How should you talk to your children about money? As a first-time father to a daughter who is turning one very soon, this question has been top of mind for me lately as I watch how quickly she is growing. And I’m sure it’s a concern that weighs heavily on the minds of many parents, and with good reason: The way you communicate with your children about wealth today will shape their financial experiences in the future. Will they enter adulthood confident and prepared to manage the family wealth? Or will they find it a confusing and burdensome process? Much depends upon on much effort you put into family communication and how you relay information to them about money matters, great and small.

You convey your financial values to your children through your interactions with them, and the financial planning steps you take on their behalf. For example, you may fear that an outright gift or trust fund may negatively impact your child’s work ethic or career choices. By setting up a trust that matches a child’s income, you can articulate the value you place on work. In this way, your child receives the benefit of the family wealth, as well as an understanding of your feelings about the relationship between work and money.

Sharing your philanthropic values

If you wish to communicate philanthropic values, involving your children in the life of your private family foundation may be an effective approach. When you encourage your children to research recipient organizations and become involved in grantmaking decisions, they can witness your enthusiasm about giving and may even develop a philanthropic conscience of their own. Other options include doing volunteer work with your children or simply explaining to them how a charitable donation fits into the broader family plan.

Making spending decisions

There are also many less structured ways to share financial values with your children. “Can I have another video game?” “Can I drive the new SUV to school?” “Can I have my own credit card?” These types of questions provide an opportunity to share your feelings about displays of wealth and spending decisions. When you provide more than a yes or no answer, your child will begin to understand your feelings about money matters. Certainly not every trip to the store should end with a finance lecture, but these moments do provide an opportunity that shouldn’t be overlooked. Of course, the clearer you are about your feelings regarding money, the clearer your message to your child will be.

Finally, consider the way money is discussed in your family. In previous generations, it was taboo to discuss financial matters such as stock market holdings or salaries or inheritances. Today, children are growing up in a world where money is discussed frequently. If there’s silence surrounding money matters in your home, it can create confusion. A child who grows up discussing age-appropriate financial matters may be more comfortable with money issues and will be more likely to discuss wealth issues with you in adulthood.

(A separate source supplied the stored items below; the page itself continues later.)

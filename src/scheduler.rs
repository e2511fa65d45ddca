//! Spaced-repetition review scheduling.
//!
//! Every function here is pure: it takes topics by reference plus an explicit
//! `now` and returns new values. Persisting the result is the caller's job,
//! as is serializing concurrent reviews of the same topic.
//!
//! The default curve waits `2^confidence` whole days after a review:
//!
//! | confidence | next review in |
//! |-----------:|---------------:|
//! | 1          | 2 days         |
//! | 2          | 4 days         |
//! | 3          | 8 days         |
//! | 4          | 16 days        |
//! | 5          | 32 days        |
//!
//! This is a coarse exponential backoff, not an ease-factor algorithm such as
//! SM-2. Other curves plug in through [`ReviewPolicy`].

use chrono::{DateTime, Duration, Utc};

use crate::error::Result;
use crate::models::{Confidence, ReviewRecord, Topic};

/// Maps a confidence rating to the wait before the next review.
pub trait ReviewPolicy {
    fn interval(&self, confidence: Confidence) -> Duration;
}

/// `2^confidence` days.
#[derive(Debug, Clone, Copy, Default, PartialEq, Eq)]
pub struct DoublingPolicy;

impl ReviewPolicy for DoublingPolicy {
    fn interval(&self, confidence: Confidence) -> Duration {
        Duration::days(1_i64 << confidence.value())
    }
}

pub const DEFAULT_POLICY: DoublingPolicy = DoublingPolicy;

/// Append a review to `topic` and reschedule it using [`DEFAULT_POLICY`].
pub fn record_review(topic: &Topic, confidence: i64, now: DateTime<Utc>) -> Result<Topic> {
    record_review_with(&DEFAULT_POLICY, topic, confidence, now)
}

/// Append a review to `topic` and reschedule it from `now`.
///
/// The next review date is computed from the submission time, not from the
/// previously scheduled date, so a late review does not inherit the delay.
/// An invalid confidence returns `InvalidConfidence` and `topic` is left as is.
pub fn record_review_with<P: ReviewPolicy + ?Sized>(
    policy: &P,
    topic: &Topic,
    confidence: i64,
    now: DateTime<Utc>,
) -> Result<Topic> {
    let confidence = Confidence::new(confidence)?;

    let mut reviewed = topic.clone();
    reviewed.review_history.push(ReviewRecord {
        timestamp: now,
        confidence,
    });
    reviewed.next_review_date = Some(now + policy.interval(confidence));
    reviewed.updated_at = now;

    Ok(reviewed)
}

/// Never-reviewed topics are always due.
pub fn is_due(topic: &Topic, now: DateTime<Utc>) -> bool {
    if topic.review_history.is_empty() {
        return true;
    }
    topic.next_review_date.is_some_and(|next| next <= now)
}

/// Due topics, most urgent first. Topics without a next review date lead;
/// equal dates keep their input order.
pub fn select_due_topics(topics: &[Topic], now: DateTime<Utc>) -> Vec<&Topic> {
    let mut due: Vec<&Topic> = topics.iter().filter(|t| is_due(t, now)).collect();
    // Option orders None before Some; sort_by_key is stable
    due.sort_by_key(|t| t.next_review_date);
    due
}

pub fn last_confidence(topic: &Topic) -> Option<Confidence> {
    topic.review_history.last().map(|r| r.confidence)
}

#[derive(Debug, Clone, Copy, PartialEq, Eq)]
pub enum ConfidenceBand {
    Weak,
    Moderate,
    Strong,
}

pub fn confidence_band(confidence: Confidence) -> ConfidenceBand {
    match confidence.value() {
        4..=u8::MAX => ConfidenceBand::Strong,
        2..=3 => ConfidenceBand::Moderate,
        _ => ConfidenceBand::Weak,
    }
}
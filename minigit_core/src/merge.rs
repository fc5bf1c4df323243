//! The merge engine: fast-forward detection and three-way reconciliation.

use crate::ancestry::{find_lca, is_ancestor};
use crate::commit::Commit;
use crate::error::{Error, Result};
use crate::hash::Hash;
use crate::refs::{BranchTip, Head};
use crate::repo::{Repository, current_timestamp};
use crate::worktree;
use std::collections::{BTreeMap, BTreeSet};
use std::fs;

/// Result of a successful merge.
#[derive(Debug, Clone, PartialEq, Eq)]
pub enum MergeOutcome {
    /// The current branch already contains the other branch's history.
    AlreadyUpToDate,
    /// The current branch ref moved forward to the other tip; no commit
    /// was created.
    FastForward { branch: String, to: Hash },
    /// A merge commit was created with parents (HEAD, other).
    Merged { branch: String, commit: Hash },
}

/// Per-path three-way decision.
enum Reconciled {
    Keep(Option<Hash>),
    Conflict,
}

/// Reconcile one path given the base (`l`), ours (`c`), and theirs (`o`).
///
/// If both sides agree, keep that; if only one side diverged from the
/// base, take the diverging side (including its deletion). Anything else
/// is a conflict. Additions fall out of the same comparison with the base
/// absent.
fn reconcile(l: Option<&Hash>, c: Option<&Hash>, o: Option<&Hash>) -> Reconciled {
    if c == o {
        Reconciled::Keep(c.copied())
    } else if l == c {
        Reconciled::Keep(o.copied())
    } else if l == o {
        Reconciled::Keep(c.copied())
    } else {
        Reconciled::Conflict
    }
}

impl Repository {
    /// Merge a branch into the current (attached) branch.
    ///
    /// On conflicts the working tree receives conflict-marked files, the
    /// index is re-seeded with the tentative merge, no refs move, and the
    /// error carries the conflicted paths. A clean three-way merge creates
    /// a two-parent commit and advances the current branch.
    pub fn merge(&self, other_branch: &str, author: &str) -> Result<MergeOutcome> {
        let Head::Attached { branch: current } = self.refs().read_head()? else {
            return Err(Error::CannotMergeDetached);
        };

        let ours = match self.refs().branch(&current)? {
            Some(BranchTip::At(hash)) => hash,
            _ => return Err(Error::UnbornHead),
        };
        let theirs = match self.refs().branch(other_branch)? {
            Some(BranchTip::At(hash)) => hash,
            Some(BranchTip::Unborn) => return Err(Error::UnbornHead),
            None => return Err(Error::ref_not_found(other_branch)),
        };

        self.ensure_clean()?;

        if ours == theirs || is_ancestor(self.store(), &theirs, &ours) {
            return Ok(MergeOutcome::AlreadyUpToDate);
        }

        if is_ancestor(self.store(), &ours, &theirs) {
            return self.fast_forward(&current, &theirs);
        }

        let base = find_lca(self.store(), &ours, &theirs).ok_or(Error::NoCommonAncestor)?;
        self.three_way(&current, other_branch, &base, &ours, &theirs, author)
    }

    /// Advance the current branch to the other tip without a new commit.
    fn fast_forward(&self, branch: &str, to: &Hash) -> Result<MergeOutcome> {
        let target = self.load_commit(to)?;

        self.refs().set_branch(branch, to)?;

        let mut index = self.load_index()?;
        index.clear();
        self.save_index(&index)?;

        worktree::clear_tracked(self.working_dir())?;
        worktree::materialize(self.working_dir(), &target.snapshot, self.store())?;

        Ok(MergeOutcome::FastForward {
            branch: branch.to_string(),
            to: *to,
        })
    }

    fn three_way(
        &self,
        current: &str,
        other_branch: &str,
        base: &Hash,
        ours: &Hash,
        theirs: &Hash,
        author: &str,
    ) -> Result<MergeOutcome> {
        let base_commit = self.load_commit(base)?;
        let our_commit = self.load_commit(ours)?;
        let their_commit = self.load_commit(theirs)?;

        let mut paths: BTreeSet<&String> = BTreeSet::new();
        paths.extend(base_commit.snapshot.keys());
        paths.extend(our_commit.snapshot.keys());
        paths.extend(their_commit.snapshot.keys());

        let mut merged: BTreeMap<String, Hash> = BTreeMap::new();
        let mut conflicts: Vec<String> = Vec::new();

        for path in paths {
            let l = base_commit.snapshot.get(path);
            let c = our_commit.snapshot.get(path);
            let o = their_commit.snapshot.get(path);

            match reconcile(l, c, o) {
                Reconciled::Keep(Some(hash)) => {
                    merged.insert(path.clone(), hash);
                }
                Reconciled::Keep(None) => {}
                Reconciled::Conflict => conflicts.push(path.clone()),
            }
        }

        if !conflicts.is_empty() {
            return self.materialize_conflicts(other_branch, &merged, &conflicts, &our_commit, &their_commit);
        }

        let message = format!("Merge branch '{}' into {}", other_branch, current);
        let commit = Commit::new(
            message,
            author,
            current_timestamp(),
            vec![*ours, *theirs],
            merged.clone(),
        )?;
        let hash = self.store().put(&commit.serialize())?;

        self.refs().set_branch(current, &hash)?;

        worktree::clear_tracked(self.working_dir())?;
        worktree::materialize(self.working_dir(), &merged, self.store())?;

        let mut index = self.load_index()?;
        index.clear();
        for (path, blob) in &merged {
            index.stage(path.clone(), *blob);
        }
        self.save_index(&index)?;

        Ok(MergeOutcome::Merged {
            branch: current.to_string(),
            commit: hash,
        })
    }

    /// Write the tentative merge into the working tree and index: merged
    /// paths at their reconciled content, conflicted paths with markers.
    /// Refs do not move; the caller resolves and commits.
    fn materialize_conflicts(
        &self,
        other_branch: &str,
        merged: &BTreeMap<String, Hash>,
        conflicts: &[String],
        our_commit: &Commit,
        their_commit: &Commit,
    ) -> Result<MergeOutcome> {
        worktree::materialize(self.working_dir(), merged, self.store())?;

        let mut index = self.load_index()?;
        index.clear();
        for (path, blob) in merged {
            index.stage(path.clone(), *blob);
        }

        for path in conflicts {
            let our_bytes = match our_commit.snapshot.get(path) {
                Some(hash) => self.store().get(hash)?,
                None => Vec::new(),
            };
            let their_bytes = match their_commit.snapshot.get(path) {
                Some(hash) => self.store().get(hash)?,
                None => Vec::new(),
            };
            let marked = conflict_file(&our_bytes, &their_bytes, other_branch);

            let dest = worktree::join_rel(self.working_dir(), path);
            if let Some(parent) = dest.parent() {
                fs::create_dir_all(parent)?;
            }
            fs::write(&dest, &marked)?;

            let tentative = self.store().put(&marked)?;
            index.stage(path.clone(), tentative);
        }
        self.save_index(&index)?;

        Err(Error::merge_conflict(conflicts.to_vec()))
    }
}

/// Render a conflicted file: each side's bytes end with exactly one
/// newline before the next marker, and the closing marker names the
/// incoming branch.
fn conflict_file(ours: &[u8], theirs: &[u8], other_branch: &str) -> Vec<u8> {
    fn push_side(buf: &mut Vec<u8>, side: &[u8]) {
        buf.extend_from_slice(side);
        if !side.ends_with(b"\n") {
            buf.push(b'\n');
        }
    }

    let mut buf = Vec::new();
    buf.extend_from_slice(b"<<<<<<< HEAD\n");
    push_side(&mut buf, ours);
    buf.extend_from_slice(b"=======\n");
    push_side(&mut buf, theirs);
    buf.extend_from_slice(format!(">>>>>>> {}\n", other_branch).as_bytes());
    buf
}
//! The staging area (index): the pending next snapshot.

use crate::error::Result;
use crate::hash::Hash;
use crate::store::atomic_write;
use std::collections::{BTreeMap, BTreeSet};
use std::fs;
use std::path::Path;

/// Pending additions and deletions layered over HEAD's snapshot.
///
/// `staged` and `removed` are kept disjoint: staging a path clears any
/// pending removal, and marking a path removed drops it from `staged`.
///
/// Persisted line-based at `.minigit/index`:
///
/// ```text
/// staged <digest> <path>
/// removed <path>
/// ```
///
/// The path is the trailing field in both forms, so paths may contain
/// spaces. Malformed lines are ignored on load.
#[derive(Debug, Clone, Default, PartialEq, Eq)]
pub struct StagingArea {
    staged: BTreeMap<String, Hash>,
    removed: BTreeSet<String>,
}

impl StagingArea {
    /// Load the staging area from its index file; absent file means empty.
    pub fn load(path: &Path) -> Result<Self> {
        let mut area = Self::default();
        if !path.exists() {
            return Ok(area);
        }

        let content = fs::read_to_string(path)?;
        for line in content.lines() {
            if let Some(rest) = line.strip_prefix("staged ") {
                if let Some((hash_hex, file)) = rest.split_once(' ')
                    && let Ok(hash) = Hash::from_hex(hash_hex)
                    && !file.is_empty()
                {
                    area.staged.insert(file.to_string(), hash);
                }
            } else if let Some(file) = line.strip_prefix("removed ")
                && !file.is_empty()
            {
                area.removed.insert(file.to_string());
            }
        }

        Ok(area)
    }

    /// Persist the staging area to its index file.
    pub fn save(&self, path: &Path) -> Result<()> {
        let mut out = String::new();
        for (file, hash) in &self.staged {
            out.push_str("staged ");
            out.push_str(&hash.to_hex());
            out.push(' ');
            out.push_str(file);
            out.push('\n');
        }
        for file in &self.removed {
            out.push_str("removed ");
            out.push_str(file);
            out.push('\n');
        }
        atomic_write(path, out.as_bytes())
    }

    /// Record a path's intended next content, clearing any pending removal.
    pub fn stage(&mut self, path: String, hash: Hash) {
        self.removed.remove(&path);
        self.staged.insert(path, hash);
    }

    /// Mark a path for deletion in the next commit, unstaging it if staged.
    pub fn mark_removed(&mut self, path: &str) {
        self.staged.remove(path);
        self.removed.insert(path.to_string());
    }

    /// Empty both collections.
    pub fn clear(&mut self) {
        self.staged.clear();
        self.removed.clear();
    }

    /// True when nothing is staged and nothing is marked removed.
    pub fn is_empty(&self) -> bool {
        self.staged.is_empty() && self.removed.is_empty()
    }

    /// Paths with pending content, and what that content will be.
    pub fn staged_files(&self) -> &BTreeMap<String, Hash> {
        &self.staged
    }

    /// Paths marked for deletion.
    pub fn removed_files(&self) -> &BTreeSet<String> {
        &self.removed
    }

    /// Derive the snapshot the next commit must record: HEAD's snapshot
    /// overlaid with `staged`, minus `removed`.
    ///
    /// Untouched files carry over from HEAD, so a commit never silently
    /// drops paths that were not re-staged.
    pub fn snapshot_for_commit(
        &self,
        head_snapshot: &BTreeMap<String, Hash>,
    ) -> BTreeMap<String, Hash> {
        let mut snapshot = head_snapshot.clone();
        for (path, hash) in &self.staged {
            snapshot.insert(path.clone(), *hash);
        }
        for path in &self.removed {
            snapshot.remove(path);
        }
        snapshot
    }
}
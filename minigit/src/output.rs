//! Output formatting for CLI commands.
//!
//! Provides an abstraction layer for emitting results as text or JSON.

use anyhow::Result;
use serde::Serialize;
use std::io::{self, Write};

/// Output format selection.
#[derive(Debug, Clone, Copy, PartialEq, Eq)]
pub enum OutputFormat {
    Text,
    Json,
}

/// Writer for command output with format abstraction.
pub struct OutputWriter {
    format: OutputFormat,
    stdout: io::Stdout,
}

impl OutputWriter {
    /// Create a new OutputWriter.
    pub fn new(json: bool) -> Self {
        Self {
            format: if json {
                OutputFormat::Json
            } else {
                OutputFormat::Text
            },
            stdout: io::stdout(),
        }
    }

    /// Write output using the configured format.
    ///
    /// The `text_fn` closure is called only in text mode to generate the
    /// human-readable rendering of `data`.
    pub fn write<T: Serialize>(&self, data: &T, text_fn: impl FnOnce() -> String) -> Result<()> {
        match self.format {
            OutputFormat::Json => {
                let json = serde_json::to_string_pretty(data)?;
                writeln!(&self.stdout, "{}", json)?;
            }
            OutputFormat::Text => {
                let text = text_fn();
                if !text.is_empty() {
                    write!(&self.stdout, "{}", text)?;
                }
            }
        }
        Ok(())
    }
}
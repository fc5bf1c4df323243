//! Content hashing using BLAKE3.

use crate::error::{Error, Result};
use serde::{Serialize, Serializer};
use std::fmt;

/// Hash digest size in bytes (BLAKE3 produces 256-bit hashes).
pub const HASH_SIZE: usize = 32;

/// A 32-byte BLAKE3 content digest.
///
/// The same digest type addresses blobs and commit bodies; the referring
/// context decides how the stored bytes are interpreted.
#[derive(Clone, Copy, PartialEq, Eq, PartialOrd, Ord, Hash)]
pub struct Hash([u8; HASH_SIZE]);

impl Hash {
    /// Create a Hash from raw bytes.
    pub fn from_bytes(bytes: [u8; HASH_SIZE]) -> Self {
        Hash(bytes)
    }

    /// Create a Hash from a hex string (64 lowercase hex characters).
    pub fn from_hex(hex_str: &str) -> Result<Self> {
        if hex_str.len() != HASH_SIZE * 2 {
            return Err(Error::invalid_hash(format!(
                "expected {} hex characters, got {}",
                HASH_SIZE * 2,
                hex_str.len()
            )));
        }

        let bytes =
            hex::decode(hex_str).map_err(|e| Error::invalid_hash(format!("invalid hex: {}", e)))?;

        let mut hash = [0u8; HASH_SIZE];
        hash.copy_from_slice(&bytes);
        Ok(Hash(hash))
    }

    /// Convert to a lowercase hex string (64 characters).
    pub fn to_hex(&self) -> String {
        hex::encode(self.0)
    }

    /// Get the raw bytes.
    pub fn as_bytes(&self) -> &[u8; HASH_SIZE] {
        &self.0
    }

    /// Hash raw bytes using BLAKE3.
    pub fn hash_bytes(data: &[u8]) -> Self {
        let hash = blake3::hash(data);
        Hash(*hash.as_bytes())
    }

    /// Abbreviated form for human-facing output (first 7 hex characters).
    pub fn short(&self) -> String {
        self.to_hex()[..7].to_string()
    }
}

impl fmt::Display for Hash {
    fn fmt(&self, f: &mut fmt::Formatter<'_>) -> fmt::Result {
        write!(f, "{}", self.to_hex())
    }
}

impl fmt::Debug for Hash {
    fn fmt(&self, f: &mut fmt::Formatter<'_>) -> fmt::Result {
        write!(f, "Hash({})", self.to_hex())
    }
}

impl Serialize for Hash {
    fn serialize<S: Serializer>(&self, serializer: S) -> std::result::Result<S::Ok, S::Error> {
        serializer.serialize_str(&self.to_hex())
    }
}
//! Branch references and the HEAD state machine.

use crate::error::{Error, Result};
use crate::hash::Hash;
use crate::store::atomic_write;
use std::fs;
use std::path::PathBuf;

const HEAD_REF_PREFIX: &str = "ref: refs/heads/";

/// Where HEAD currently points.
#[derive(Debug, Clone, PartialEq, Eq)]
pub enum Head {
    /// Symbolic reference to a branch; the branch itself may be unborn.
    Attached { branch: String },
    /// Direct commit hash (detached HEAD).
    Detached(Hash),
    /// HEAD file missing or empty.
    Unborn,
}

/// The resolved state of a branch that exists on disk.
#[derive(Debug, Clone, Copy, PartialEq, Eq)]
pub enum BranchTip {
    /// Branch points at a commit.
    At(Hash),
    /// Branch file exists but records no commit yet.
    Unborn,
}

/// Manages branch refs under `refs/heads/` and the `HEAD` file.
///
/// Every single-ref update is write-to-temp-then-rename, so concurrent
/// writers observe last-writer-wins at single-ref granularity.
#[derive(Debug)]
pub struct RefStore {
    minigit_dir: PathBuf,
}

impl RefStore {
    /// Create a RefStore over the given metadata directory.
    pub(crate) fn new(minigit_dir: PathBuf) -> Self {
        Self { minigit_dir }
    }

    fn heads_dir(&self) -> PathBuf {
        self.minigit_dir.join("refs").join("heads")
    }

    fn head_path(&self) -> PathBuf {
        self.minigit_dir.join("HEAD")
    }

    /// Validate a branch name: non-empty, no whitespace, no slashes.
    pub fn validate_name(name: &str) -> Result<()> {
        if name.is_empty() {
            return Err(Error::invalid_name(name, "name is empty"));
        }
        if name.chars().any(char::is_whitespace) {
            return Err(Error::invalid_name(name, "name contains whitespace"));
        }
        if name.contains('/') || name.contains('\\') {
            return Err(Error::invalid_name(name, "name contains a path separator"));
        }
        Ok(())
    }

    fn branch_path(&self, name: &str) -> Result<PathBuf> {
        Self::validate_name(name)?;
        Ok(self.heads_dir().join(name))
    }

    /// Resolve a branch: `None` if it does not exist, `Unborn` if its ref
    /// file records no commit yet.
    pub fn branch(&self, name: &str) -> Result<Option<BranchTip>> {
        let path = self.branch_path(name)?;
        if !path.exists() {
            return Ok(None);
        }

        let content = fs::read_to_string(&path)?;
        let trimmed = content.trim();
        if trimmed.is_empty() {
            return Ok(Some(BranchTip::Unborn));
        }

        let hash = Hash::from_hex(trimmed)?;
        Ok(Some(BranchTip::At(hash)))
    }

    /// Create or update a branch to point at a commit.
    pub fn set_branch(&self, name: &str, hash: &Hash) -> Result<()> {
        let path = self.branch_path(name)?;
        atomic_write(&path, hash.to_hex().as_bytes())
    }

    /// Delete a branch.
    ///
    /// Refuses to delete the branch HEAD is attached to.
    pub fn delete_branch(&self, name: &str) -> Result<()> {
        let path = self.branch_path(name)?;
        if !path.exists() {
            return Err(Error::ref_not_found(name));
        }

        if let Head::Attached { branch } = self.read_head()?
            && branch == name
        {
            return Err(Error::branch_checked_out(name));
        }

        fs::remove_file(&path)?;
        Ok(())
    }

    /// List all born branches as (name, hash) pairs, sorted by name.
    pub fn list_branches(&self) -> Result<Vec<(String, Hash)>> {
        let heads = self.heads_dir();
        let mut branches = Vec::new();

        if !heads.exists() {
            return Ok(branches);
        }

        for entry in fs::read_dir(&heads)? {
            let entry = entry?;
            let path = entry.path();

            if path.is_file()
                && let Some(name) = path.file_name().and_then(|n| n.to_str())
                && let Some(BranchTip::At(hash)) = self.branch(name)?
            {
                branches.push((name.to_string(), hash));
            }
        }

        branches.sort_by(|a, b| a.0.cmp(&b.0));
        Ok(branches)
    }

    /// Read the current HEAD state.
    pub fn read_head(&self) -> Result<Head> {
        let path = self.head_path();
        if !path.exists() {
            return Ok(Head::Unborn);
        }

        let content = fs::read_to_string(&path)?;
        let trimmed = content.trim();
        if trimmed.is_empty() {
            return Ok(Head::Unborn);
        }

        if let Some(branch) = trimmed.strip_prefix(HEAD_REF_PREFIX) {
            return Ok(Head::Attached {
                branch: branch.to_string(),
            });
        }

        let hash = Hash::from_hex(trimmed)?;
        Ok(Head::Detached(hash))
    }

    /// Attach HEAD to a branch.
    pub fn attach_head(&self, branch: &str) -> Result<()> {
        Self::validate_name(branch)?;
        let content = format!("{}{}", HEAD_REF_PREFIX, branch);
        atomic_write(&self.head_path(), content.as_bytes())
    }

    /// Detach HEAD onto a commit.
    pub fn detach_head(&self, hash: &Hash) -> Result<()> {
        atomic_write(&self.head_path(), hash.to_hex().as_bytes())
    }
}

The best way to share your financial values with your children is to communicate early and often, using words as well as financial structures. This will allow your children to better understand your feelings about the relationship between wealth, spending, saving, and giving. An added bonus: your children are more likely to become effective stewards of your family’s wealth.

This article is for informational purposes only and is not intended as an offer or solicitation for the sale of any financial product or service. It is not designed or intended to provide financial, tax, legal, investment, accounting, investment, or other professional advice since such advice always requires consideration of individual circumstances. If professional advice is needed, the services of a professional advisor should be sought.